Documento Unico Programmatico 2019: pura fantasia

Questo è l’ultimo DUP triennale dell’amministrazione in carica.

Sulla parte strategica, gli aspetti più preoccupanti riguardano la capacità di riscossione della TARI, della COSAP per i passi carrai, ma anche gli ambiziosi impegni assunti per migliorare l’offerta pubblica sulla mobilità, sulla pulizia delle strade, per il completamento degli alloggi residenziali pubblici, per la riqualificazione dei mercati in mancanza di un piano approvato.

Sul piano operativo, ha evidenziato le carenze nell’ambito delle risorse per il personale, nella gestione della Napoli Servizi, nel completamento degli impianti sportivi, nella manutenzione del verde, nella gestione dei rifiuti e dei trasporti.

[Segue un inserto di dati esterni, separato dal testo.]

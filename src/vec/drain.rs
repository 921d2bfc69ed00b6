// This file is part of inplace-vec.
// SPDX-License-Identifier: MIT OR Apache-2.0

// Crate imports
use crate::{iter::IntoIter, vec::remove::checked_range, vec::InplaceVec};

// Core imports
use core::{
    fmt,
    iter::FusedIterator,
    ops::{Range, RangeBounds},
};

/// Iterator returned by [`InplaceVec::drain`].
///
/// - Holds a mutable borrow of the parent vector for the iterator's lifetime.
/// - The drained elements have already been moved out of the parent into a
///   temporary `InplaceVec`; this wraps an `IntoIter` over that temporary.
/// - Elements not yielded are dropped with the iterator.
pub struct Drain<'a, T, const N: usize> {
    pub(crate) _parent: &'a mut InplaceVec<T, N>,
    pub(crate) iter: IntoIter<T, N>,
}

impl<T, const N: usize> Drain<'_, T, N> {
    /// Returns the drained elements not yet yielded.
    pub fn as_slice(&self) -> &[T] {
        self.iter.as_slice()
    }
}

impl<T: fmt::Debug, const N: usize> fmt::Debug for Drain<'_, T, N> {
    fn fmt(&self, f: &mut fmt::Formatter<'_>) -> fmt::Result {
        f.debug_tuple("Drain").field(&self.as_slice()).finish()
    }
}

impl<T, const N: usize> Iterator for Drain<'_, T, N> {
    type Item = T;

    fn next(&mut self) -> Option<T> {
        self.iter.next()
    }

    fn size_hint(&self) -> (usize, Option<usize>) {
        self.iter.size_hint()
    }

    fn nth(&mut self, n: usize) -> Option<T> {
        self.iter.nth(n)
    }
}

impl<T, const N: usize> DoubleEndedIterator for Drain<'_, T, N> {
    fn next_back(&mut self) -> Option<T> {
        self.iter.next_back()
    }

    fn nth_back(&mut self, n: usize) -> Option<T> {
        self.iter.nth_back(n)
    }
}

impl<T, const N: usize> ExactSizeIterator for Drain<'_, T, N> {}
impl<T, const N: usize> FusedIterator for Drain<'_, T, N> {}

impl<T, const N: usize> InplaceVec<T, N> {
    /// Removes the elements in `range` and returns them as an iterator.
    ///
    /// The elements are removed immediately and the tail is moved left to
    /// close the gap, as with `Vec::drain`.
    ///
    /// # Panics
    ///
    /// Panics if the range is invalid, like slice indexing:
    /// - `start > end`
    /// - `end > self.len()`
    ///
    /// (A range with `start == end` yields an empty iterator and leaves
    /// the vector unchanged.)
    ///
    /// # Examples
    /// ```
    /// # use inplace_vec::InplaceVec;
    /// let mut v: InplaceVec<_, 4> = [1, 2, 3, 4].into();
    /// let drained: InplaceVec<_, 4> = v.drain(1..3).collect();
    /// assert_eq!(drained, [2, 3]);
    /// assert_eq!(v, [1, 4]);
    /// ```
    #[track_caller]
    pub fn drain<R: RangeBounds<usize>>(&mut self, range: R) -> Drain<'_, T, N> {
        let len = self.len;
        let Some(Range { start, end }) = checked_range(&range, len) else {
            panic!("drain range out of bounds for length {len}");
        };

        // Move the drained block to the end, then lift it off.
        let count = end - start;
        self.as_mut_slice()[start..].rotate_left(count);
        let drained = self.move_tail(len - count);

        Drain {
            _parent: self,
            iter: drained.into_iter(),
        }
    }
}
//! Renderer-facing handles.
//!
//! Renderers own their GPU resources (pipelines, buffers, textures) and record into the
//! frame's encoder through these borrowed views.

mod ctx;

pub use ctx::{RenderCtx, RenderTarget};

Sono inspiegabili alcune spese indicate nel documento, che vanno a discapito delle risorse per attività funzionali degli uffici comunali. Oltre ai fondi derivanti dall’accordo con Cassa Depositi e Presiti, non ci sono impegni economici ma solo verifiche di fattibilità.

Non siamo quindi di fronte a un vero documento di programmazione.

Il Documento Unico di Programmazione è stato messo in votazione per appello nominale, per nostra richiesta e, nonostante la nostra opposizione, è stato approvato a maggioranza con 22 favorevoli e 9 contrari.